1990
Dream
Letter: Live in London 1968
RECORDING
OF THE MONTH
TIM BUCKLEY Dream Letter: Live in London 1968
Tim
Buckley, vocals, 12-string; Lee Underwood, guitar; David Friedman,
vibes; Danny Thompson, bass
Enigma
Retro/Straight 73507-2 (2 CDs only).
Bill
Inglot, Lee Hammond, prods.; Bill Inglot, Ken Perry, John
Strother, engs. AAD.
TT: 116:42
By
Richard Lehnert
From
time to time during the third of my life I sleep away every
night, I
dream of new releases by some of my favorite musicians.
The music of those dream-records is always less interesting
but always more melancholy than what’s eventually released.

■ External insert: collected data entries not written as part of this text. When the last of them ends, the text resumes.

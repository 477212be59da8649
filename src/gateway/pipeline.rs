//! The admission pipeline.
//!
//! `admit` runs the ordered pre-handler steps for one request: CORS
//! preflight, size and method checks, the DDoS heuristic, API key
//! authentication and permission checks, and the rate-limit check. `handle`
//! wraps a handler with the full pipeline, recording usage and scanning for
//! attack signatures after the response is composed. Handler-initiated calls
//! to volatile dependencies go through the shared breaker registry.

use std::future::Future;
use std::sync::Arc;

use tracing::{debug, info, warn};
use uuid::Uuid;

use super::request::{
    AdmissionDecision, ApiKey, GatewayRequest, HandlerResponse, SecurityAlert, UsageEvent,
};
use super::security::SecurityScanner;
use crate::breaker::BreakerRegistry;
use crate::clock::Clock;
use crate::config::GatewayConfig;
use crate::error::{GatewayError, Result};
use crate::ratelimit::algorithms::Algorithm;
use crate::ratelimit::limiter::{RateLimitDecision, RateLimiter};
use crate::ratelimit::resolver::RuleResolver;
use crate::ratelimit::rules::{RateLimitRule, RuleScope};
use crate::ratelimit::state::StateCache;
use crate::stores::{AlertSink, KeyStore, RuleStore, StateStore, UsageSink};

/// Response envelope returned by [`Gateway::handle`].
#[derive(Debug, Clone)]
pub struct GatewayResponse {
    pub status_code: u16,
    pub headers: Vec<(String, String)>,
    pub body: String,
}

/// The per-request orchestrator.
pub struct Gateway {
    config: GatewayConfig,
    resolver: Arc<RuleResolver>,
    limiter: Arc<RateLimiter>,
    key_store: Arc<dyn KeyStore>,
    usage_sink: Arc<dyn UsageSink>,
    alert_sink: Arc<dyn AlertSink>,
    breakers: Arc<BreakerRegistry>,
    scanner: SecurityScanner,
    ddos_rule: RateLimitRule,
    clock: Arc<dyn Clock>,
}

impl Gateway {
    pub fn new(
        config: GatewayConfig,
        rule_store: Arc<dyn RuleStore>,
        state_store: Arc<dyn StateStore>,
        key_store: Arc<dyn KeyStore>,
        usage_sink: Arc<dyn UsageSink>,
        alert_sink: Arc<dyn AlertSink>,
        clock: Arc<dyn Clock>,
    ) -> Self {
        let resolver = Arc::new(RuleResolver::new(
            rule_store.clone(),
            clock.clone(),
            &config.rate_limiting,
        ));
        // Rule creates and updates invalidate the resolved-rule cache
        // eagerly instead of waiting out the TTL.
        let hook_resolver = resolver.clone();
        rule_store.set_change_hook(Arc::new(move || hook_resolver.invalidate()));
        let state_cache = Arc::new(StateCache::new(
            state_store,
            clock.clone(),
            &config.rate_limiting,
        ));
        let limiter = Arc::new(RateLimiter::new(
            resolver.clone(),
            state_cache,
            clock.clone(),
        ));
        let breakers = Arc::new(BreakerRegistry::new(config.breaker.clone(), clock.clone()));

        // The DDoS heuristic runs outside the resolver against a dedicated
        // high-threshold rule keyed by caller IP.
        let ddos_rule = RateLimitRule {
            id: "ddos-heuristic".to_string(),
            algorithm: Algorithm::FixedWindow,
            quota: config.pipeline.ddos.quota,
            window_ms: config.pipeline.ddos.window_ms,
            scope: RuleScope::Ip,
            endpoint_patterns: Vec::new(),
            methods: Vec::new(),
            priority: i32::MAX,
            enabled: true,
        };

        info!(
            ddos_quota = config.pipeline.ddos.quota,
            rule_cache_ttl_secs = config.rate_limiting.rule_cache_ttl_secs,
            "Admission pipeline initialized"
        );

        Self {
            config,
            resolver,
            limiter,
            key_store,
            usage_sink,
            alert_sink,
            breakers,
            scanner: SecurityScanner::new(),
            ddos_rule,
            clock,
        }
    }

    /// Rule resolver, exposed so administrative actions can invalidate the
    /// cached rule sets after creating or updating a rule.
    pub fn resolver(&self) -> &Arc<RuleResolver> {
        &self.resolver
    }

    /// Shared breaker registry. Handlers use this to guard their own calls
    /// to volatile dependencies.
    pub fn breakers(&self) -> &Arc<BreakerRegistry> {
        &self.breakers
    }

    pub fn limiter(&self) -> &Arc<RateLimiter> {
        &self.limiter
    }

    /// Decide whether a request may proceed. Runs the pre-handler pipeline
    /// steps in order; the first failing step short-circuits.
    pub async fn admit(&self, req: &GatewayRequest) -> AdmissionDecision {
        let request_id = Uuid::new_v4().to_string();

        // CORS preflight never reaches the rate limiter.
        if req.method.eq_ignore_ascii_case("OPTIONS") {
            return self.allow_decision(request_id, 204, req.ip.clone(), None);
        }

        if req.body_size() > self.config.pipeline.max_body_bytes {
            let err = GatewayError::RequestTooLarge {
                size: req.body_size(),
                max: self.config.pipeline.max_body_bytes,
            };
            return self.deny_decision(request_id, req.ip.clone(), None, &err);
        }

        if !self
            .config
            .pipeline
            .allowed_methods
            .iter()
            .any(|m| m.eq_ignore_ascii_case(&req.method))
        {
            let err = GatewayError::MethodNotAllowed(req.method.clone());
            return self.deny_decision(request_id, req.ip.clone(), None, &err);
        }

        // DDoS heuristic: per-IP high-threshold window, whitelisted IPs skip.
        if !self
            .config
            .pipeline
            .ddos
            .ip_whitelist
            .iter()
            .any(|ip| ip == &req.ip)
        {
            // Namespaced identifier keeps the heuristic's window separate
            // from any fixed-window rule tracking the same IP.
            let ddos_id = format!("ddos:{}", req.ip);
            let ddos = self.limiter.check_rule(&self.ddos_rule, &ddos_id, 1).await;
            if !ddos.allowed {
                warn!(ip = %req.ip, "DDoS heuristic tripped");
                self.record_denied_usage(req, &request_id, &req.ip).await;
                return self.rate_limited_decision(request_id, req.ip.clone(), &ddos);
            }
        }

        // Authentication and permission pre-check, delegated to the key
        // store behind its own breaker.
        let api_key = match &req.api_key {
            Some(raw) => match self.validate_key(raw).await {
                Ok(Some(key)) => {
                    if let Err(reason) = key.permits(&req.path, &req.method, &req.ip) {
                        let err = GatewayError::InsufficientPermissions(reason);
                        return self.deny_decision(request_id, key.id.clone(), None, &err);
                    }
                    Some(key)
                }
                Ok(None) => {
                    let err = GatewayError::InvalidApiKey("unknown or inactive key".to_string());
                    return self.deny_decision(request_id, req.ip.clone(), None, &err);
                }
                Err(e) => {
                    warn!(error = %e, "API key validation unavailable");
                    return self.deny_decision(request_id, req.ip.clone(), None, &e);
                }
            },
            None => None,
        };

        let identifier = api_key
            .as_ref()
            .map(|k| k.id.clone())
            .unwrap_or_else(|| req.ip.clone());
        let api_key_id = api_key.as_ref().map(|k| k.id.as_str());

        let decision = self
            .limiter
            .check(&req.path, &req.method, &identifier, api_key_id, 1)
            .await;

        if !decision.allowed {
            self.record_denied_usage(req, &request_id, &identifier).await;
            return self.rate_limited_decision(request_id, identifier, &decision);
        }

        debug!(
            request_id = %request_id,
            identifier = %identifier,
            remaining = ?decision.remaining,
            "Request admitted"
        );
        self.allow_decision(request_id, 200, identifier, Some(&decision))
    }

    /// Run the full pipeline around `handler`. Usage recording and the
    /// security scan are fire-and-forget; their failures never reach the
    /// caller.
    pub async fn handle<F, Fut>(&self, req: &GatewayRequest, handler: F) -> GatewayResponse
    where
        F: FnOnce(GatewayRequest) -> Fut,
        Fut: Future<Output = Result<HandlerResponse>>,
    {
        let started_ms = self.clock.now_ms();
        let decision = self.admit(req).await;

        if !decision.allow {
            return GatewayResponse {
                status_code: decision.status_code,
                body: error_body(&decision),
                headers: decision.headers,
            };
        }

        // Preflight responses never reach the handler.
        if decision.status_code == 204 {
            return GatewayResponse {
                status_code: 204,
                headers: decision.headers,
                body: String::new(),
            };
        }

        let (status_code, body) = match handler(req.clone()).await {
            Ok(resp) => (resp.status_code, resp.body),
            Err(e) => {
                warn!(request_id = %decision.request_id, error = %e, "Handler failed");
                (
                    e.status_code(),
                    serde_json::json!({
                        "error": e.to_string(),
                        "request_id": decision.request_id,
                    })
                    .to_string(),
                )
            }
        };

        let latency_ms = (self.clock.now_ms() - started_ms).max(0) as u64;
        self.spawn_usage(UsageEvent {
            request_id: decision.request_id.clone(),
            identifier: decision.identifier.clone(),
            endpoint: req.path.clone(),
            method: req.method.clone(),
            status_code,
            latency_ms,
            request_bytes: req.body_size(),
            response_bytes: body.len(),
            timestamp_ms: self.clock.now_ms(),
        });

        if let Some((category, pattern)) = self.scanner.scan(&req.path, req.body.as_deref()) {
            self.spawn_alert(SecurityAlert {
                request_id: decision.request_id.clone(),
                ip: req.ip.clone(),
                endpoint: req.path.clone(),
                category,
                pattern,
                timestamp_ms: self.clock.now_ms(),
            });
        }

        GatewayResponse {
            status_code,
            headers: decision.headers,
            body,
        }
    }

    async fn validate_key(&self, raw: &str) -> Result<Option<ApiKey>> {
        let key_store = self.key_store.clone();
        let raw = raw.to_string();
        self.breakers
            .guard("api-key-store", move || async move {
                key_store.validate_key(&raw).await
            })
            .await
    }

    fn allow_decision(
        &self,
        request_id: String,
        status_code: u16,
        identifier: String,
        limit: Option<&RateLimitDecision>,
    ) -> AdmissionDecision {
        let mut decision = AdmissionDecision {
            allow: true,
            status_code,
            request_id,
            identifier,
            remaining: limit.and_then(|d| d.remaining),
            reset_at_ms: limit.and_then(|d| d.reset_at_ms),
            retry_after_secs: None,
            headers: Vec::new(),
            reason: None,
        };
        decision.headers = self.compose_headers(&decision);
        decision
    }

    fn deny_decision(
        &self,
        request_id: String,
        identifier: String,
        limit: Option<&RateLimitDecision>,
        error: &GatewayError,
    ) -> AdmissionDecision {
        let mut decision = AdmissionDecision {
            allow: false,
            status_code: error.status_code(),
            request_id,
            identifier,
            remaining: limit.and_then(|d| d.remaining),
            reset_at_ms: limit.and_then(|d| d.reset_at_ms),
            retry_after_secs: limit.and_then(|d| d.retry_after_secs),
            headers: Vec::new(),
            reason: Some(error.to_string()),
        };
        decision.headers = self.compose_headers(&decision);
        decision
    }

    fn rate_limited_decision(
        &self,
        request_id: String,
        identifier: String,
        limit: &RateLimitDecision,
    ) -> AdmissionDecision {
        let err = GatewayError::RateLimitExceeded {
            retry_after_secs: limit.retry_after_secs.unwrap_or(1),
            reset_at_ms: limit.reset_at_ms.unwrap_or(0),
            rule_id: limit.rule_id.clone().unwrap_or_default(),
        };
        self.deny_decision(request_id, identifier, Some(limit), &err)
    }

    fn compose_headers(&self, decision: &AdmissionDecision) -> Vec<(String, String)> {
        let cors = &self.config.pipeline.cors;
        let mut headers = vec![
            ("X-Request-ID".to_string(), decision.request_id.clone()),
            (
                "Access-Control-Allow-Origin".to_string(),
                cors.allowed_origin.clone(),
            ),
            (
                "Access-Control-Allow-Methods".to_string(),
                cors.allowed_methods.clone(),
            ),
            (
                "Access-Control-Allow-Headers".to_string(),
                cors.allowed_headers.clone(),
            ),
        ];
        if let Some(remaining) = decision.remaining {
            headers.push(("X-RateLimit-Remaining".to_string(), remaining.to_string()));
        }
        if let Some(reset_at_ms) = decision.reset_at_ms {
            headers.push((
                "X-RateLimit-Reset".to_string(),
                (reset_at_ms / 1000).to_string(),
            ));
        }
        if decision.status_code == 429 {
            if let Some(retry_after) = decision.retry_after_secs {
                headers.push(("Retry-After".to_string(), retry_after.to_string()));
            }
        }
        headers
    }

    /// Denied requests record usage before the error response is returned.
    async fn record_denied_usage(&self, req: &GatewayRequest, request_id: &str, identifier: &str) {
        let event = UsageEvent {
            request_id: request_id.to_string(),
            identifier: identifier.to_string(),
            endpoint: req.path.clone(),
            method: req.method.clone(),
            status_code: 429,
            latency_ms: 0,
            request_bytes: req.body_size(),
            response_bytes: 0,
            timestamp_ms: self.clock.now_ms(),
        };
        if let Err(e) = self.usage_sink.record(event).await {
            warn!(error = %e, "Usage recording failed");
        }
    }

    fn spawn_usage(&self, event: UsageEvent) {
        let sink = self.usage_sink.clone();
        tokio::spawn(async move {
            if let Err(e) = sink.record(event).await {
                warn!(error = %e, "Usage recording failed");
            }
        });
    }

    fn spawn_alert(&self, alert: SecurityAlert) {
        let sink = self.alert_sink.clone();
        tokio::spawn(async move {
            if let Err(e) = sink.raise(alert).await {
                warn!(error = %e, "Security alert delivery failed");
            }
        });
    }
}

Listening to this aptly titled album, the first of “new” material
from Tim Buckley in 16 years (he died in 1975), I felt the
similarly delicious discomfort I recently had when listening
to a Beatles bootleg—almost as if I really wasn’t supposed
to be hearing this dream-music from far beyond the grave.
But
these feelings faded fast, and I floated along for Dream
Letter’s two hours on Buckley’s unique way with a song,
his incantatory voice, the astounding confidence of this 21-year-old
so musically wise beyond his years.
Dream
Letter is a single concert recorded July 10, 1968 for
Britain’s Radio One (the source of those amazing Jimi Hendrix
tapes recently released by Rykodisc), complete from the audience
rustlings before the announcer walks across the stage to the
very last handclap from the polite but obviously informed
London crowd.
Buckley’s
third album, Happy Sad, had just been released, and
Dream Letter is very much in that album’s small-combo
jazz vein—guitars, bass (Pentangle’s Danny Thompson, no less),
vibes, no drums, all acoustic but for Lee Underwood’s understated
guitar. The arrangements have a decidedly seat-of-the-pants
feel, Thompson, hired for this concert only, often laying
out for entire songs. But this was 1968; considering what
else was going down musically at the time, Dream Letter’s
music is virtually timeless.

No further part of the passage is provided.